Riceviamo dall’associazione Cittadini di Reggio Calabria e pubblichiamo:
“Questa mattina del 4 Novembre dell’anno 2016, alcuni ignari cittadini della Via S. Anna II troncosi ritrovano lungo la predetta via perplessi alla scoperta di non avere più le proprie autovetture regolarmente parcheggiate lungo la Via.
I cartelli di segnalazione del divieto di sosta facevano riferimento alla data del 4 Novembre dalle ore 20:00 alle ore 00:00, quindi cosa sarà successo???
Dopo alcune ore di ricerca da parte di diversi cittadini, che si ritrovano accomunati e sbigottiti dall’assenza delle proprie autovetture, si comprende con grande stupore che le autovetture erano state rimosse perché poste in zona su cui a detta della Polizia Municipale contattata era stato apposto un divieto di sosta.
Ma ciò non corrisponde alla realtà dei fatti per come si evidenzierà qui di seguito.
Al riguardo occorre fare delle opportune rilevazioni quali:
- Il divieto di sosta a cui ci si riferisce fa riferimento ad un giorno esatto, quello del 4 Novembre ed anche ad un preciso lasso temporale quello che va dalle ore 20:00 alle ore 00.00 del medesimo giorno.
- La polizia municipale inoltre tempestivamente contattata si giustifica sostenendo che vi era una suddivisione di zone per alcune delle quali il divieto a detta di questi ultimi si riferiva al giorno 3 Novembre altre al giorno successivo.

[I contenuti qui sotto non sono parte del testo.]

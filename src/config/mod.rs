//! Configuration management subsystem.
//!
//! # Data Flow
//! ```text
//! optional config file (TOML)
//!     → loader.rs (parse & deserialize)
//!     → CLI overrides (binary only)
//!     → validation.rs (semantic checks)
//!     → ProxyConfig (validated, immutable)
//!     → shared with the forwarder and asset service
//! ```
//!
//! # Design Decisions
//! - Config is immutable once loaded; changes require a restart
//! - All fields have defaults, so running without a file is the common case
//! - Validation separates syntactic (serde) from semantic checks

pub mod loader;
pub mod schema;
pub mod validation;

pub use loader::ConfigError;
pub use schema::{
    AssetsConfig, ListenerConfig, ObservabilityConfig, ProxyConfig, TimeoutConfig,
    UpstreamConfig,
};
pub use validation::{validate_config, ValidationError};
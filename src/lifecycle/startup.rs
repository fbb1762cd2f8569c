//! Startup orchestration.
//!
//! # Responsibilities
//! - Start the metrics exporter when enabled
//! - Build the HTTP server from a validated config
//! - Bind the listener last, then serve until shutdown
//!
//! # Design Decisions
//! - Fail fast: any startup error is fatal
//! - Listener binds after everything else is ready

use std::net::SocketAddr;

use tokio::net::TcpListener;

use crate::config::ProxyConfig;
use crate::http::HttpServer;
use crate::lifecycle::Shutdown;
use crate::observability::metrics;
use crate::routing::API_PREFIX;

/// Run the proxy with an already validated config until shutdown.
pub async fn run(config: ProxyConfig) -> Result<(), Box<dyn std::error::Error>> {
    if config.observability.metrics_enabled {
        let addr: SocketAddr = config.observability.metrics_address.parse()?;
        metrics::init_metrics(addr)?;
    }

    let server = HttpServer::new(config)?;
    let config = server.config();

    let listener = TcpListener::bind(&config.listener.bind_address).await?;
    let local_addr = listener.local_addr()?;

    tracing::info!(
        address = %local_addr,
        root = %config.assets.root.display(),
        "Serving static assets"
    );
    tracing::info!(
        prefix = API_PREFIX,
        upstream = %config.upstream.base_url,
        timeout_secs = config.upstream.timeout_secs,
        "Proxying to upstream"
    );

    let shutdown = Shutdown::new();
    server.run(listener, shutdown.subscribe()).await?;

    tracing::info!("Shutdown complete");
    Ok(())
}
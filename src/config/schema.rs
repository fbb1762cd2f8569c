//! Configuration schema definitions.
//!
//! This module defines the complete configuration structure for the proxy.
//! All types derive Serde traits for deserialization from config files, and
//! every field has a default so that no file at all is a valid setup.

use serde::{Deserialize, Serialize};
use std::path::PathBuf;

/// Upstream API root used when nothing else is configured.
pub const DEFAULT_UPSTREAM_BASE: &str = "https://fantasy.premierleague.com/api";

/// Identity sent to the upstream, which rejects requests without one.
pub const DEFAULT_USER_AGENT: &str = "Mozilla/5.0 (compatible; FPL-Proxy/1.0)";

/// Root configuration for the development proxy.
#[derive(Debug, Clone, Deserialize, Serialize, Default)]
#[serde(default)]
pub struct ProxyConfig {
    /// Listener configuration (bind address).
    pub listener: ListenerConfig,

    /// Remote API the `/api/` prefix is forwarded to.
    pub upstream: UpstreamConfig,

    /// Static asset serving.
    pub assets: AssetsConfig,

    /// Inbound request timeouts.
    pub timeouts: TimeoutConfig,

    /// Observability settings.
    pub observability: ObservabilityConfig,
}

/// Listener configuration.
#[derive(Debug, Clone, Deserialize, Serialize)]
#[serde(default)]
pub struct ListenerConfig {
    /// Bind address (e.g., "0.0.0.0:8000").
    pub bind_address: String,
}

impl Default for ListenerConfig {
    fn default() -> Self {
        Self {
            bind_address: "0.0.0.0:8000".to_string(),
        }
    }
}

/// Upstream forwarding configuration.
#[derive(Debug, Clone, Deserialize, Serialize)]
#[serde(default)]
pub struct UpstreamConfig {
    /// Base URL the stripped request target is appended to. Must not end in `/`.
    pub base_url: String,

    /// Literal `User-Agent` set on every upstream request.
    pub user_agent: String,

    /// Upper bound on a single upstream exchange, in seconds.
    pub timeout_secs: u64,
}

impl Default for UpstreamConfig {
    fn default() -> Self {
        Self {
            base_url: DEFAULT_UPSTREAM_BASE.to_string(),
            user_agent: DEFAULT_USER_AGENT.to_string(),
            timeout_secs: 10,
        }
    }
}

/// Static asset configuration.
#[derive(Debug, Clone, Deserialize, Serialize)]
#[serde(default)]
pub struct AssetsConfig {
    /// Directory non-proxy paths are resolved against.
    pub root: PathBuf,
}

impl Default for AssetsConfig {
    fn default() -> Self {
        Self {
            root: PathBuf::from("."),
        }
    }
}

/// Timeout configuration for inbound requests.
#[derive(Debug, Clone, Deserialize, Serialize)]
#[serde(default)]
pub struct TimeoutConfig {
    /// Total time allowed for handling one inbound request, in seconds.
    pub request_secs: u64,
}

impl Default for TimeoutConfig {
    fn default() -> Self {
        Self { request_secs: 30 }
    }
}

/// Observability configuration.
#[derive(Debug, Clone, Deserialize, Serialize)]
#[serde(default)]
pub struct ObservabilityConfig {
    /// Default log level when `RUST_LOG` is unset.
    pub log_level: String,

    /// Enable the Prometheus metrics endpoint.
    pub metrics_enabled: bool,

    /// Address the metrics endpoint listens on.
    pub metrics_address: String,
}

impl Default for ObservabilityConfig {
    fn default() -> Self {
        Self {
            log_level: "info".to_string(),
            metrics_enabled: false,
            metrics_address: "127.0.0.1:9090".to_string(),
        }
    }
}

- Ma che quanto affermato dalla polizia Municipale non trova alcun riscontro nella realtà dei fatti in quanto nessun cartello recava tale dicitura e nelle vicinanze non vi era alcuna traccia di tale suddivisione delle zone in giorni differenti, prova di ciò è l’elevato numero di autovetture prelevate in quella data di cui si ribadisce non vi era alcun cartello che riportasse tale data del 3 Novembre ma solo quella del 4 Novembre dalle ore 20:00 alle ore 24:00 e del 5 Novembre dalle ore 00:00 alle ore 03:00. Ci si chiede pertanto, come mai nessuno abbia visto tale divieto riferito alla data del 3 Novembre?

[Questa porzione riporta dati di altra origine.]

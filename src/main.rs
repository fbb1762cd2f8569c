use std::path::PathBuf;

use clap::Parser;

use fpl_proxy::config::{loader, validate_config, ConfigError, ProxyConfig};
use fpl_proxy::lifecycle::startup;
use fpl_proxy::observability::logging;

#[derive(Parser)]
#[command(name = "fpl-proxy")]
#[command(about = "Serve the dashboard locally and proxy /api/ to the FPL API", long_about = None)]
struct Cli {
    /// TOML configuration file; defaults apply when omitted
    #[arg(short, long)]
    config: Option<PathBuf>,

    /// Port to listen on, keeping the configured host
    #[arg(short, long)]
    port: Option<u16>,

    /// Directory to serve static files from
    #[arg(short, long)]
    root: Option<PathBuf>,

    /// Upstream API base URL (no trailing slash)
    #[arg(short, long)]
    upstream: Option<String>,
}

impl Cli {
    fn has_overrides(&self) -> bool {
        self.port.is_some() || self.root.is_some() || self.upstream.is_some()
    }

    fn apply(&self, config: &mut ProxyConfig) {
        if let Some(port) = self.port {
            let host = config
                .listener
                .bind_address
                .rsplit_once(':')
                .map(|(host, _)| host.to_string())
                .unwrap_or_else(|| "0.0.0.0".to_string());
            config.listener.bind_address = format!("{host}:{port}");
        }
        if let Some(root) = &self.root {
            config.assets.root = root.clone();
        }
        if let Some(upstream) = &self.upstream {
            config.upstream.base_url = upstream.clone();
        }
    }
}

#[tokio::main]
async fn main() -> Result<(), Box<dyn std::error::Error>> {
    let cli = Cli::parse();

    let config = match &cli.config {
        Some(path) if !cli.has_overrides() => loader::load_config(path)?,
        file => {
            let mut config = match file {
                Some(path) => loader::read_config(path)?,
                None => ProxyConfig::default(),
            };
            // Overrides go in before validation so a bad flag is reported too.
            cli.apply(&mut config);
            validate_config(&config).map_err(ConfigError::Validation)?;
            config
        }
    };

    logging::init(&config.observability.log_level);
    tracing::info!("fpl-proxy v{} starting", env!("CARGO_PKG_VERSION"));

    startup::run(config).await
}
//! Routing subsystem.
//!
//! # Data Flow
//! ```text
//! Incoming request target ("/api/fixtures/?event=3")
//!     → router.rs (ordered prefix table)
//!     → matcher.rs (literal byte-prefix test)
//!     → Return: RouteKind::Proxy or RouteKind::Static
//! ```
//!
//! # Design Decisions
//! - Table built at startup, immutable at runtime
//! - No regex in hot path (prefix matching only)
//! - Deterministic: same input always yields the same route
//! - First match wins, static is the fallback

pub mod matcher;
pub mod router;

pub use matcher::{Matcher, PathPrefixMatcher};
pub use router::{RouteKind, Router, API_PREFIX};
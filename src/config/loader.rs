//! Configuration loading from disk.

use std::fs;
use std::path::Path;

use crate::config::schema::ProxyConfig;
use crate::config::validation::{validate_config, ValidationError};

/// Error type for configuration loading.
#[derive(Debug, thiserror::Error)]
pub enum ConfigError {
    #[error("IO error: {0}")]
    Io(#[from] std::io::Error),

    #[error("Parse error: {0}")]
    Parse(#[from] toml::de::Error),

    #[error("Validation failed: {}", join_errors(.0))]
    Validation(Vec<ValidationError>),
}

fn join_errors(errors: &[ValidationError]) -> String {
    errors
        .iter()
        .map(ToString::to_string)
        .collect::<Vec<_>>()
        .join(", ")
}

/// Parse a configuration document without validating it.
///
/// Callers that apply overrides (CLI flags) validate afterwards.
pub fn parse_config(content: &str) -> Result<ProxyConfig, ConfigError> {
    Ok(toml::from_str(content)?)
}

/// Read and parse a TOML file without validating it.
pub fn read_config(path: &Path) -> Result<ProxyConfig, ConfigError> {
    let content = fs::read_to_string(path)?;
    parse_config(&content)
}

/// Load and validate configuration from a TOML file.
pub fn load_config(path: &Path) -> Result<ProxyConfig, ConfigError> {
    let config = read_config(path)?;
    validate_config(&config).map_err(ConfigError::Validation)?;
    Ok(config)
}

- Che inoltre tali cartelli con apposto il divieto di sosta, non sottendendo neanche ad interventi richiedenti particolare urgenza, avrebbero dovuto essere posizionati con un congruo anticipo rispetto alla data dell’intervento che ne giustificava l’apposizione. Particolare questo non considerato e ciò in evidente sfregio a qualunque considerazione a tutela dei cittadini. L’ordinanza giustificativa dell’intervento di cui si fa menzione è quella n.579 del 28 ottobre 2016 affissa nei luoghi di intervento il 3 Novembre per un divieto di sosta che secondo la segnaletica apposta avrebbe dovuto essere il giorno 4 Novembre ma che nella realtà dei fatti ha visto la rimozione delle autovetture poste lungo la carreggiata il 3 Novembre alle ore 2 circa. Pertanto in nessuno dei due casi né del 3 Novembre né del giorno successivo si è rispettato un congruo termine di preavviso
- Ebbene sembra alquanto assurdo porre senza alcun motivo di urgenza tale segnaletica senza un congruo preavviso non consentendo così ai cittadini, che magari si trovano fuori sede per i più svariati motivi, la rimozione delle proprie autovetture”.